# Fork lift chargers



## jwjrw (Jan 14, 2010)

I have 4 fork lift chargers to add to a building a customer is moving to. Am I thinking correct that all 4 would be figured at 100% and no demand factor applied?


----------



## MDShunk (Jan 7, 2007)

True that. They're all very likely to be plugged in at once. That would be pretty normal. Apply no demand factor. Don't forget a local disconnect. They don't have one built-in. (unless you're setting a sub right there or the panel's within sight).


----------



## jwjrw (Jan 14, 2010)

MDShunk said:


> True that. They're all very likely to be plugged in at once. That would be pretty normal. Apply no demand factor. Don't forget a local disconnect. They don't have one built-in. (unless you're setting a sub right there or the panel's within sight).



This may be a stupid question but since it is plugged in and not hard wired do you need a disconnect?


----------



## BBQ (Nov 16, 2010)

jwjrw said:


> This may be a stupid question but since it is plugged in and not hard wired do you need a disconnect?




When people say there is no such thing as a stupid question they are lying.

Yes that was stupid and no you do not need an additional disconnecting means.:laughing:


----------



## MDShunk (Jan 7, 2007)

jwjrw said:


> This may be a stupid question but since it is plugged in and not hard wired do you need a disconnect?


You have your answer... no, but I would use a load break type receptacle since these things can have some remarkable amp draws, even wired at 480.


----------



## jwjrw (Jan 14, 2010)

BBQ said:


> When people say there is no such thing as a stupid question they are lying.
> 
> Yes that was stupid and no you do not need an additional disconnecting means.:laughing:



I only asked because MD said not to forget it....:blink: :laughing:


----------



## Dent (Jun 9, 2011)

Depending on what plate batteries they are using take the nameplate information and provide 125% for the continous duty and provide twist lock cord and plugs.

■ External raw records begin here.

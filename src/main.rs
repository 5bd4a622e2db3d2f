// SPDX-License-Identifier: AGPL-3.0-or-later
//
// Copyright (C) 2026 Relational Network

use std::env;

use orgnet_server::{
    api::router,
    config::{AppConfig, LOG_FORMAT_ENV},
    state::AppState,
};
use tokio::net::TcpListener;
use tracing_subscriber::{fmt, prelude::*, EnvFilter};

fn init_tracing() {
    let filter = EnvFilter::try_from_default_env()
        .unwrap_or_else(|_| EnvFilter::new("info,tower_http=debug"));

    let json = env::var(LOG_FORMAT_ENV)
        .map(|v| v.eq_ignore_ascii_case("json"))
        .unwrap_or(false);

    if json {
        tracing_subscriber::registry()
            .with(filter)
            .with(fmt::layer().json())
            .init();
    } else {
        tracing_subscriber::registry()
            .with(filter)
            .with(fmt::layer().pretty())
            .init();
    }
}

async fn shutdown_signal() {
    let ctrl_c = async {
        if let Err(e) = tokio::signal::ctrl_c().await {
            tracing::error!(error = %e, "failed to listen for ctrl-c");
        }
    };

    #[cfg(unix)]
    let terminate = async {
        match tokio::signal::unix::signal(tokio::signal::unix::SignalKind::terminate()) {
            Ok(mut signal) => {
                signal.recv().await;
            }
            Err(e) => tracing::error!(error = %e, "failed to listen for SIGTERM"),
        }
    };

    #[cfg(not(unix))]
    let terminate = std::future::pending::<()>();

    tokio::select! {
        _ = ctrl_c => {},
        _ = terminate => {},
    }
    tracing::info!("shutdown signal received");
}

#[tokio::main]
async fn main() {
    init_tracing();

    let config = AppConfig::from_env().expect("Invalid configuration");
    tracing::info!(?config, "configuration loaded");

    let state = AppState::from_config(&config);

    if let Some(seed) = &config.seed_admin {
        match state.seed_admin(seed).await {
            Ok(Some(admin)) => tracing::info!(user_id = %admin.id, "seeded admin account"),
            Ok(None) => tracing::info!("seed admin already present"),
            Err(e) => tracing::error!(error = %e, "failed to seed admin account"),
        }
    }

    let app = router(state);
    let addr = config.bind_address();
    let listener = TcpListener::bind(&addr)
        .await
        .expect("Failed to bind listen address");

    tracing::info!(%addr, "OrgNet server listening (docs at /docs)");

    axum::serve(listener, app)
        .with_graceful_shutdown(shutdown_signal())
        .await
        .expect("HTTP server failed");
}
// SPDX-License-Identifier: AGPL-3.0-or-later
//
// Copyright (C) 2026 Relational Network

//! OrgNet Server - Organization Management Backend
//!
//! Users, organizations, organization chains and news, served over a JSON
//! REST API. Every route outside the configured exemption patterns passes
//! through a stateless bearer-token gateway.
//!
//! ## Modules
//!
//! - `api` - HTTP API handlers (Axum)
//! - `auth` - Token codec, authentication gateway and authorities
//! - `config` - Environment configuration
//! - `store` - In-memory repository

pub mod api;
pub mod auth;
pub mod config;
pub mod error;
pub mod models;
pub mod state;
pub mod store;
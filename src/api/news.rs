// SPDX-License-Identifier: AGPL-3.0-or-later
//
// Copyright (C) 2026 Relational Network

use axum::{
    extract::{rejection::JsonRejection, Path, State},
    http::StatusCode,
    Json,
};
use uuid::Uuid;

use crate::{
    api::{created, ok, Envelope},
    auth::{require_authority, Auth, UserAuthority},
    error::{ApiError, MSG_BAD_REQUEST},
    models::{CreateNewsRequest, News, NewsFields},
    state::AppState,
};

fn complete(payload: Result<Json<CreateNewsRequest>, JsonRejection>) -> Result<NewsFields, ApiError> {
    let Json(request) = payload?;
    request
        .into_complete()
        .ok_or_else(|| ApiError::bad_request(MSG_BAD_REQUEST))
}

#[utoipa::path(
    get,
    path = "/api/v1/public/news",
    tag = "News",
    responses((status = 200, description = "All news, newest first", body = [News]))
)]
pub async fn list_news(State(state): State<AppState>) -> (StatusCode, Envelope<Vec<News>>) {
    let store = state.store.read().await;
    ok(store.list_news())
}

#[utoipa::path(
    get,
    path = "/api/v1/public/news/{id}",
    params(("id" = Uuid, Path, description = "News identifier")),
    tag = "News",
    responses(
        (status = 200, body = News),
        (status = 404, description = "News not found"),
    )
)]
pub async fn get_news(
    State(state): State<AppState>,
    Path(id): Path<Uuid>,
) -> Result<(StatusCode, Envelope<News>), ApiError> {
    let store = state.store.read().await;
    Ok(ok(store.news(id)?.clone()))
}

#[utoipa::path(
    post,
    path = "/api/v1/secure/news",
    request_body = CreateNewsRequest,
    tag = "News",
    security(("bearer" = [])),
    responses(
        (status = 201, body = News),
        (status = 400, description = "Missing fields"),
        (status = 403, description = "Requires moderator authority"),
    )
)]
pub async fn create_news(
    State(state): State<AppState>,
    Auth(principal): Auth,
    payload: Result<Json<CreateNewsRequest>, JsonRejection>,
) -> Result<(StatusCode, Envelope<News>), ApiError> {
    require_authority(&principal, UserAuthority::Moderator)?;
    let fields = complete(payload)?;
    let news = state.store.write().await.create_news(fields);
    tracing::info!(news_id = %news.id, author = %principal.id, "news created");
    Ok(created(news))
}

#[utoipa::path(
    put,
    path = "/api/v1/secure/news/{id}",
    params(("id" = Uuid, Path, description = "News identifier")),
    request_body = CreateNewsRequest,
    tag = "News",
    security(("bearer" = [])),
    responses(
        (status = 200, body = News),
        (status = 403, description = "Requires moderator authority"),
        (status = 404, description = "News not found"),
    )
)]
pub async fn update_news(
    State(state): State<AppState>,
    Auth(principal): Auth,
    Path(id): Path<Uuid>,
    payload: Result<Json<CreateNewsRequest>, JsonRejection>,
) -> Result<(StatusCode, Envelope<News>), ApiError> {
    require_authority(&principal, UserAuthority::Moderator)?;
    let fields = complete(payload)?;
    let news = state.store.write().await.update_news(id, fields)?;
    Ok(ok(news))
}

#[utoipa::path(
    delete,
    path = "/api/v1/secure/news/{id}",
    params(("id" = Uuid, Path, description = "News identifier")),
    tag = "News",
    security(("bearer" = [])),
    responses(
        (status = 204),
        (status = 403, description = "Requires moderator authority"),
        (status = 404, description = "News not found"),
    )
)]
pub async fn delete_news(
    State(state): State<AppState>,
    Auth(principal): Auth,
    Path(id): Path<Uuid>,
) -> Result<StatusCode, ApiError> {
    require_authority(&principal, UserAuthority::Moderator)?;
    state.store.write().await.delete_news(id)?;
    Ok(StatusCode::NO_CONTENT)
}

#[cfg(test)]
mod tests {
    use super::*;
    use crate::api::test_support::*;

    fn article(title: &str) -> CreateNewsRequest {
        CreateNewsRequest {
            title: Some(title.into()),
            content: Some("Body".into()),
            featured_image: Some("https://img.example/a.png".into()),
            additional_images: Some(vec![]),
        }
    }

    #[tokio::test]
    async fn moderator_publishes_and_public_reads() {
        let state = test_state();
        let moderator = add_user(&state, "mod@example.com", UserAuthority::Moderator).await;

        let (status, Json(body)) = create_news(
            State(state.clone()),
            Auth(principal_of(&moderator)),
            Ok(Json(article("Opening day"))),
        )
        .await
        .unwrap();
        assert_eq!(status, StatusCode::CREATED);
        let news = body.data.unwrap();

        let (_, Json(body)) = get_news(State(state.clone()), Path(news.id)).await.unwrap();
        assert_eq!(body.data.unwrap().title, "Opening day");

        let (_, Json(body)) = list_news(State(state)).await;
        assert_eq!(body.data.unwrap().len(), 1);
    }

    #[tokio::test]
    async fn plain_user_cannot_publish() {
        let state = test_state();
        let user = add_user(&state, "user@example.com", UserAuthority::User).await;

        let err = create_news(State(state), Auth(principal_of(&user)), Ok(Json(article("x"))))
            .await
            .unwrap_err();
        assert_eq!(err.status, StatusCode::FORBIDDEN);
    }

    #[tokio::test]
    async fn missing_news_is_not_found() {
        let err = get_news(State(test_state()), Path(Uuid::new_v4()))
            .await
            .unwrap_err();
        assert_eq!(err.status, StatusCode::NOT_FOUND);
    }

    #[tokio::test]
    async fn update_and_delete() {
        let state = test_state();
        let admin = add_user(&state, "admin@example.com", UserAuthority::Admin).await;
        let news = state
            .store
            .write()
            .await
            .create_news(article("Old").into_complete().unwrap());

        let (_, Json(body)) = update_news(
            State(state.clone()),
            Auth(principal_of(&admin)),
            Path(news.id),
            Ok(Json(article("New"))),
        )
        .await
        .unwrap();
        assert_eq!(body.data.unwrap().title, "New");

        let status = delete_news(State(state.clone()), Auth(principal_of(&admin)), Path(news.id))
            .await
            .unwrap();
        assert_eq!(status, StatusCode::NO_CONTENT);
        assert!(state.store.read().await.news(news.id).is_err());
    }
}
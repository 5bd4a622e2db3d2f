// SPDX-License-Identifier: AGPL-3.0-or-later
//
// Copyright (C) 2026 Relational Network

//! Principal lookup by token subject.

use std::sync::Arc;

use async_trait::async_trait;
use tokio::sync::RwLock;
use uuid::Uuid;

use super::claims::Principal;
use crate::store::InMemoryStore;

/// Resolves a token subject to the principal it identifies.
///
/// Returns `None` when no such principal exists.
#[async_trait]
pub trait PrincipalResolver: Send + Sync {
    async fn resolve_principal(&self, id: Uuid) -> Option<Principal>;
}

/// Resolver backed by the user store.
#[derive(Clone)]
pub struct StorePrincipalResolver {
    store: Arc<RwLock<InMemoryStore>>,
}

impl StorePrincipalResolver {
    pub fn new(store: Arc<RwLock<InMemoryStore>>) -> Self {
        Self { store }
    }
}

#[async_trait]
impl PrincipalResolver for StorePrincipalResolver {
    async fn resolve_principal(&self, id: Uuid) -> Option<Principal> {
        let store = self.store.read().await;
        store
            .user(id)
            .map(|user| Principal::new(user.id, user.authorities.iter().copied()))
    }
}
// SPDX-License-Identifier: AGPL-3.0-or-later
//
// Copyright (C) 2026 Relational Network

use axum::{
    extract::{rejection::JsonRejection, Path, State},
    http::StatusCode,
    Json,
};
use uuid::Uuid;

use crate::{
    api::{created, ok, organizations::require_manager_of, Envelope},
    auth::{require_authority, Auth, UserAuthority},
    error::{ApiError, MSG_BAD_REQUEST},
    models::{CreateChainRequest, Organization, OrganizationChain},
    state::AppState,
};

#[utoipa::path(
    post,
    path = "/api/v1/secure/chain",
    request_body = CreateChainRequest,
    tag = "Chains",
    security(("bearer" = [])),
    responses(
        (status = 201, body = OrganizationChain),
        (status = 403, description = "Requires manager authority"),
        (status = 409, description = "Name is already taken"),
    )
)]
pub async fn create_chain(
    State(state): State<AppState>,
    Auth(principal): Auth,
    payload: Result<Json<CreateChainRequest>, JsonRejection>,
) -> Result<(StatusCode, Envelope<OrganizationChain>), ApiError> {
    require_authority(&principal, UserAuthority::Manager)?;
    let Json(request) = payload?;
    let name = request
        .name
        .filter(|n| !n.trim().is_empty())
        .ok_or_else(|| ApiError::bad_request(MSG_BAD_REQUEST))?;

    let chain = state.store.write().await.create_chain(name)?;
    tracing::info!(chain_id = %chain.id, "organization chain created");
    Ok(created(chain))
}

#[utoipa::path(
    get,
    path = "/api/v1/secure/chain/{chain_id}/organizations",
    params(("chain_id" = Uuid, Path, description = "Chain identifier")),
    tag = "Chains",
    security(("bearer" = [])),
    responses(
        (status = 200, body = [Organization]),
        (status = 404, description = "Chain not found"),
    )
)]
pub async fn list_chain_organizations(
    State(state): State<AppState>,
    Auth(_principal): Auth,
    Path(chain_id): Path<Uuid>,
) -> Result<(StatusCode, Envelope<Vec<Organization>>), ApiError> {
    let store = state.store.read().await;
    let organizations = store
        .chain_organizations(chain_id)?
        .into_iter()
        .cloned()
        .collect();
    Ok(ok(organizations))
}

/// Attach an organization to a chain. Callers must manage the organization.
#[utoipa::path(
    post,
    path = "/api/v1/secure/chain/{chain_id}/organizations/{organization_id}",
    params(
        ("chain_id" = Uuid, Path, description = "Chain identifier"),
        ("organization_id" = Uuid, Path, description = "Organization identifier")
    ),
    tag = "Chains",
    security(("bearer" = [])),
    responses(
        (status = 200, body = OrganizationChain),
        (status = 403, description = "Not a manager of this organization"),
        (status = 404, description = "Chain or organization not found"),
        (status = 409, description = "Organization already belongs to a chain"),
    )
)]
pub async fn add_organization(
    State(state): State<AppState>,
    Auth(principal): Auth,
    Path((chain_id, organization_id)): Path<(Uuid, Uuid)>,
) -> Result<(StatusCode, Envelope<OrganizationChain>), ApiError> {
    let mut store = state.store.write().await;
    require_manager_of(&store, &principal, organization_id)?;
    Ok(ok(store.add_organization_to_chain(chain_id, organization_id)?))
}

#[utoipa::path(
    delete,
    path = "/api/v1/secure/chain/{chain_id}/organizations/{organization_id}",
    params(
        ("chain_id" = Uuid, Path, description = "Chain identifier"),
        ("organization_id" = Uuid, Path, description = "Organization identifier")
    ),
    tag = "Chains",
    security(("bearer" = [])),
    responses(
        (status = 204),
        (status = 403, description = "Not a manager of this organization"),
        (status = 404, description = "Chain or membership not found"),
    )
)]
pub async fn remove_organization(
    State(state): State<AppState>,
    Auth(principal): Auth,
    Path((chain_id, organization_id)): Path<(Uuid, Uuid)>,
) -> Result<StatusCode, ApiError> {
    let mut store = state.store.write().await;
    require_manager_of(&store, &principal, organization_id)?;
    store.remove_organization_from_chain(chain_id, organization_id)?;
    Ok(StatusCode::NO_CONTENT)
}

#[utoipa::path(
    delete,
    path = "/api/v1/secure/chain/{chain_id}",
    params(("chain_id" = Uuid, Path, description = "Chain identifier")),
    tag = "Chains",
    security(("bearer" = [])),
    responses(
        (status = 204),
        (status = 403, description = "Requires admin authority"),
        (status = 404, description = "Chain not found"),
    )
)]
pub async fn delete_chain(
    State(state): State<AppState>,
    Auth(principal): Auth,
    Path(chain_id): Path<Uuid>,
) -> Result<StatusCode, ApiError> {
    require_authority(&principal, UserAuthority::Admin)?;
    state.store.write().await.delete_chain(chain_id)?;
    tracing::info!(chain_id = %chain_id, "organization chain deleted");
    Ok(StatusCode::NO_CONTENT)
}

This will allow you the disconnecting means and normally there are either 2 or 3 batteries per charger. 1 is at rest, the other charging, the other on the truck. Depending the arrangement. If this is a gantry style system with racks. I would use hinged trough and cut out the hole for the receptacle or mount a box with the receptacle. Or you can mount non-fusible disconnects? Either way you should be covered.


----------



## Jlarson (Jun 28, 2009)

MDShunk said:


> ...but I would use a load break type receptacle since these things can have some remarkable amp draws, even wired at 480.


I use these things. 

http://www.meltric.com/index.html


----------



## BBQ (Nov 16, 2010)

Jlarson said:


> I use these things.
> 
> http://www.meltric.com/index.html


Just today our warehouse slug handed me a male and female DS-60 set and yesterday I ordered a male and female DS-20 set.

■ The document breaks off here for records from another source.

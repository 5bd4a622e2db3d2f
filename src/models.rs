// SPDX-License-Identifier: AGPL-3.0-or-later
//
// Copyright (C) 2026 Relational Network

//! # API Data Models
//!
//! This module defines the stored entities and the request and response
//! structures used by the REST API.
//!
//! ## Response Envelope
//!
//! Every JSON response, successful or not, is wrapped in
//! [`RestResponseBody`]: `{"timestamp", "success", "message", "data"}`.
//!
//! ## Model Categories
//!
//! - **Users**: accounts, their authorities and organization membership
//! - **Organizations**: registered organizations and their managers
//! - **Chains**: hierarchical groupings of organizations
//! - **News**: public news articles

use std::collections::BTreeSet;

use chrono::Utc;
use serde::{Deserialize, Serialize};
use utoipa::{IntoParams, ToSchema};
use uuid::Uuid;

use crate::auth::UserAuthority;

/// Current time as Unix epoch milliseconds.
pub fn now_millis() -> i64 {
    Utc::now().timestamp_millis()
}

// =============================================================================
// Response Envelope
// =============================================================================

/// Uniform response body.
///
/// `message` and `data` serialize as `null` when absent.
#[derive(Debug, Clone, Serialize, Deserialize, PartialEq)]
pub struct RestResponseBody<T> {
    /// Creation time of the response (Unix epoch milliseconds).
    pub timestamp: i64,
    pub success: bool,
    pub message: Option<String>,
    pub data: Option<T>,
}

impl<T> RestResponseBody<T> {
    pub fn new(success: bool, message: Option<String>, data: Option<T>) -> Self {
        Self {
            timestamp: now_millis(),
            success,
            message,
            data,
        }
    }

    pub fn ok(data: T) -> Self {
        Self::new(true, None, Some(data))
    }

    pub fn failure(message: impl Into<String>) -> Self {
        Self::new(false, Some(message.into()), None)
    }
}

impl RestResponseBody<()> {
    /// Successful response without payload.
    pub fn empty() -> Self {
        Self::new(true, None, None)
    }
}

// =============================================================================
// User Models
// =============================================================================

/// A stored user account.
///
/// Never serialized directly; see [`UserDto`] and [`UserConfidentialDto`].
#[derive(Debug, Clone, PartialEq, Eq)]
pub struct User {
    pub id: Uuid,
    pub name: String,
    pub surname: String,
    pub email: String,
    /// Argon2 PHC string.
    pub password_hash: String,
    pub phone_number: String,
    pub authorities: BTreeSet<UserAuthority>,
    pub organization_id: Option<Uuid>,
    pub created_at: i64,
    pub last_seen_at: i64,
    pub online: bool,
    pub level: i32,
}

/// Public view of a user.
#[derive(Debug, Clone, Serialize, Deserialize, ToSchema, PartialEq, Eq)]
#[serde(rename_all = "camelCase")]
pub struct UserDto {
    pub id: Uuid,
    pub name: String,
    pub surname: String,
    pub email: String,
    pub phone_number: String,
    #[serde(skip_serializing_if = "Option::is_none")]
    pub organization_id: Option<Uuid>,
    pub created_at: i64,
}

impl From<&User> for UserDto {
    fn from(user: &User) -> Self {
        Self {
            id: user.id,
            name: user.name.clone(),
            surname: user.surname.clone(),
            email: user.email.clone(),
            phone_number: user.phone_number.clone(),
            organization_id: user.organization_id,
            created_at: user.created_at,
        }
    }
}

/// Security-relevant view of a user, returned to the user themselves.
#[derive(Debug, Clone, Serialize, Deserialize, ToSchema, PartialEq, Eq)]
#[serde(rename_all = "camelCase")]
pub struct UserConfidentialDto {
    pub id: Uuid,
    pub email: String,
    pub authorities: Vec<UserAuthority>,
    pub last_seen_at: i64,
    pub online: bool,
    pub level: i32,
}

impl From<&User> for UserConfidentialDto {
    fn from(user: &User) -> Self {
        Self {
            id: user.id,
            email: user.email.clone(),
            authorities: user.authorities.iter().copied().collect(),
            last_seen_at: user.last_seen_at,
            online: user.online,
            level: user.level,
        }
    }
}

/// Request to register or update a user.
#[derive(Debug, Clone, Default, Serialize, Deserialize, ToSchema)]
#[serde(rename_all = "camelCase")]
pub struct CreateUserRequest {
    pub name: Option<String>,
    pub surname: Option<String>,
    pub email: Option<String>,
    pub password: Option<String>,
    pub phone_number: Option<String>,
}

/// Fully populated user request.
#[derive(Debug, Clone)]
pub struct UserFields {
    pub name: String,
    pub surname: String,
    pub email: String,
    pub password: String,
    pub phone_number: String,
}

impl CreateUserRequest {
    /// All fields present and non-empty.
    pub fn into_complete(self) -> Option<UserFields> {
        Some(UserFields {
            name: non_empty(self.name)?,
            surname: non_empty(self.surname)?,
            email: non_empty(self.email)?,
            password: non_empty(self.password)?,
            phone_number: non_empty(self.phone_number)?,
        })
    }
}

/// Query for the public user lookup. A non-empty `email` wins over `id`.
#[derive(Debug, Clone, Default, Deserialize, IntoParams)]
#[into_params(parameter_in = Query)]
pub struct UserLookupQuery {
    /// Email address of the account (case-insensitive).
    pub email: Option<String>,
    /// Account identifier.
    pub id: Option<Uuid>,
}

/// Login credentials.
#[derive(Debug, Clone, Default, Serialize, Deserialize, ToSchema)]
#[serde(rename_all = "camelCase")]
pub struct LoginRequest {
    /// Email address or phone number identifying the account.
    pub email_or_phone_number: Option<String>,
    pub password: Option<String>,
}

// =============================================================================
// Organization Models
// =============================================================================

/// A registered organization.
#[derive(Debug, Clone, Serialize, Deserialize, ToSchema, PartialEq, Eq)]
#[serde(rename_all = "camelCase")]
pub struct Organization {
    pub id: Uuid,
    pub name: String,
    pub country: String,
    pub city: String,
    pub address: String,
    pub postcode: String,
    pub number: String,
    pub email: String,
    /// Chain this organization belongs to, if any.
    pub chain_id: Option<Uuid>,
    /// Users managing this organization.
    pub managers: BTreeSet<Uuid>,
    pub created_at: i64,
}

/// Request to register or update an organization.
#[derive(Debug, Clone, Default, Serialize, Deserialize, ToSchema)]
#[serde(rename_all = "camelCase")]
pub struct CreateOrganizationRequest {
    pub name: Option<String>,
    pub country: Option<String>,
    pub city: Option<String>,
    pub address: Option<String>,
    pub postcode: Option<String>,
    pub number: Option<String>,
    pub email: Option<String>,
}

/// Fully populated organization request.
#[derive(Debug, Clone)]
pub struct OrganizationFields {
    pub name: String,
    pub country: String,
    pub city: String,
    pub address: String,
    pub postcode: String,
    pub number: String,
    pub email: String,
}

impl CreateOrganizationRequest {
    pub fn into_complete(self) -> Option<OrganizationFields> {
        Some(OrganizationFields {
            name: non_empty(self.name)?,
            country: non_empty(self.country)?,
            city: non_empty(self.city)?,
            address: non_empty(self.address)?,
            postcode: non_empty(self.postcode)?,
            number: non_empty(self.number)?,
            email: non_empty(self.email)?,
        })
    }
}

// =============================================================================
// Organization Chain Models
// =============================================================================

/// A named grouping of organizations.
#[derive(Debug, Clone, Serialize, Deserialize, ToSchema, PartialEq, Eq)]
#[serde(rename_all = "camelCase")]
pub struct OrganizationChain {
    pub id: Uuid,
    pub name: String,
    pub organizations: BTreeSet<Uuid>,
}

/// Request to register an organization chain.
#[derive(Debug, Clone, Default, Serialize, Deserialize, ToSchema)]
pub struct CreateChainRequest {
    pub name: Option<String>,
}

// =============================================================================
// News Models
// =============================================================================

/// A news article.
#[derive(Debug, Clone, Serialize, Deserialize, ToSchema, PartialEq, Eq)]
#[serde(rename_all = "camelCase")]
pub struct News {
    pub id: Uuid,
    pub title: String,
    pub content: String,
    pub created_at: i64,
    /// Main image URL.
    pub featured_image: String,
    pub additional_images: Vec<String>,
}

/// Request to create or update a news article.
#[derive(Debug, Clone, Default, Serialize, Deserialize, ToSchema)]
#[serde(rename_all = "camelCase")]
pub struct CreateNewsRequest {
    pub title: Option<String>,
    pub content: Option<String>,
    pub featured_image: Option<String>,
    pub additional_images: Option<Vec<String>>,
}

/// Fully populated news request.
#[derive(Debug, Clone)]
pub struct NewsFields {
    pub title: String,
    pub content: String,
    pub featured_image: String,
    pub additional_images: Vec<String>,
}

impl CreateNewsRequest {
    pub fn into_complete(self) -> Option<NewsFields> {
        Some(NewsFields {
            title: non_empty(self.title)?,
            content: non_empty(self.content)?,
            featured_image: non_empty(self.featured_image)?,
            additional_images: self.additional_images?,
        })
    }
}

fn non_empty(value: Option<String>) -> Option<String> {
    value.filter(|v| !v.trim().is_empty())
}

#[cfg(test)]
mod tests {
    use super::*;

    #[test]
    fn failure_body_serializes_nulls() {
        let body: RestResponseBody<()> = RestResponseBody::failure("nope");
        let json = serde_json::to_value(&body).unwrap();
        assert_eq!(json["success"], false);
        assert_eq!(json["message"], "nope");
        assert!(json["data"].is_null());
        assert!(json["timestamp"].as_i64().unwrap() > 0);
    }

    #[test]
    fn ok_body_has_null_message() {
        let body = RestResponseBody::ok("token".to_string());
        let json = serde_json::to_value(&body).unwrap();
        assert_eq!(json["success"], true);
        assert!(json["message"].is_null());
        assert_eq!(json["data"], "token");
    }

    #[test]
    fn incomplete_user_request_is_rejected() {
        let request = CreateUserRequest {
            name: Some("Ada".into()),
            surname: Some("Lovelace".into()),
            email: Some("ada@example.com".into()),
            password: Some("  ".into()),
            phone_number: Some("+100".into()),
        };
        assert!(request.into_complete().is_none());
    }

    #[test]
    fn news_request_requires_image_list() {
        let request = CreateNewsRequest {
            title: Some("Title".into()),
            content: Some("Body".into()),
            featured_image: Some("https://img.example/1.png".into()),
            additional_images: None,
        };
        assert!(request.clone().into_complete().is_none());

        let complete = CreateNewsRequest {
            additional_images: Some(vec![]),
            ..request
        }
        .into_complete()
        .unwrap();
        assert_eq!(complete.title, "Title");
        assert!(complete.additional_images.is_empty());
    }

    #[test]
    fn login_request_uses_camel_case() {
        let request: LoginRequest =
            serde_json::from_str(r#"{"emailOrPhoneNumber":"a@b.c","password":"pw"}"#).unwrap();
        assert_eq!(request.email_or_phone_number.as_deref(), Some("a@b.c"));
        assert_eq!(request.password.as_deref(), Some("pw"));
    }
}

We have a customer that uses tons of them so I keep some in stock locked in my office and not out with the general warehouse stuff.


----------



## Dent (Jun 9, 2011)

Those Meltric Devices would work absolutely perfect. They are the best application in the real world scenario. I would only disagree with a bid type enviroment. Have not used this type but have used a Hubbell type at around 100.00 each compared to a 30amp safety disconnect at 50.00 and a plug/cord/recept at around 45.00. All works under the same NEC requirement just depends on application and bidding requirements. At 480volts a 25 plate battery pulls 18amps largest common load. If you are quoting this I would look at the options. Meltric, Hubbell and various other manufacturer's make this type of arrangement. But cost and expansion capabilities should also be a factor. Safety is top priority and I would not have a problem with disconnecting for a qualified person. Maintenance personnel or electrician. If there is not a qualified person on site then there could be liablility for not engineering this to the Max. Then when is electrical work not a liability.


----------



## Jlarson (Jun 28, 2009)

I wouldn't use them if I couldn't be competitive with them.


----------



## Dent (Jun 9, 2011)

Good Answer, New to site and I know each area of the country is different. I love talking code and learning. It just seems to me that the difference between getting a job and missing one is penny's on the dollar these days. If cost is not an issue then great I would use the gold plate version but if it is competive there are cheaper options to meet all code requirements.


----------



## BBQ (Nov 16, 2010)

Dent said:


> Good Answer, New to site and I know each area of the country is different. I love talking code and learning. It just seems to me that the difference between getting a job and missing one is penny's on the dollar these days. If cost is not an issue then great I would use the gold plate version but if it is competive there are cheaper options to meet all code requirements.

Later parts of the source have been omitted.